--- BRIEF ---
Reproduce exactly the lines of the material beneath, from the line that contains "pub trait Presenter" to the line that contains "impl Presenter for", both included, and no other lines.
◆ ◆ ◆
//! Instruction Set Architecture (ISA) Definitions.
//!
//! Contains definitions for opcodes, function codes, field extraction, decoding,
//! and disassembly for the supported MIPS-32 subset:
//! `add sub and or xor nor slt mul sll srl jr syscall addi andi ori lui lw sw beq bne j jal`.

/// Application Binary Interface (ABI) register name mappings.
pub mod abi;

/// Instruction decoding logic.
pub mod decode;

/// Instruction disassembler for step events and diagnostics.
pub mod disasm;

/// Instruction formats, operations, and bit extraction utilities.
pub mod instruction;

/// Primary opcodes and function codes of the MIPS-32 subset.
pub mod mips32;
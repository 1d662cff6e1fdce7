//! Step observers.
//!
//! The engine never prints. A driver hands a [`Presenter`] to the
//! [`Simulator`](crate::sim::Simulator), which notifies it after every step
//! with the post-step register file and memory.

use crate::common::reg::RegisterFile;
use crate::core::{HaltReason, StepEvent};
use crate::soc::Memory;
use crate::stats::SimStats;

/// Receives per-step notifications from the simulator.
pub trait Presenter {
    /// Called after each executed step with the post-step state.
    fn on_step(&mut self, event: &StepEvent, registers: &RegisterFile, memory: &Memory);

    /// Called once when the engine halts.
    fn on_halt(&mut self, _reason: HaltReason, _stats: &SimStats) {}
}

/// Presenter that ignores every notification.
#[derive(Clone, Copy, Debug, Default)]
pub struct NullPresenter;

impl Presenter for NullPresenter {
    fn on_step(&mut self, _event: &StepEvent, _registers: &RegisterFile, _memory: &Memory) {}
}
◆ ◆ ◆
--- SOLUTION FOR THIS EXERCISE ---
pub trait Presenter {
    /// Called after each executed step with the post-step state.
    fn on_step(&mut self, event: &StepEvent, registers: &RegisterFile, memory: &Memory);

    /// Called once when the engine halts.
    fn on_halt(&mut self, _reason: HaltReason, _stats: &SimStats) {}
}

/// Presenter that ignores every notification.
#[derive(Clone, Copy, Debug, Default)]
pub struct NullPresenter;

impl Presenter for NullPresenter {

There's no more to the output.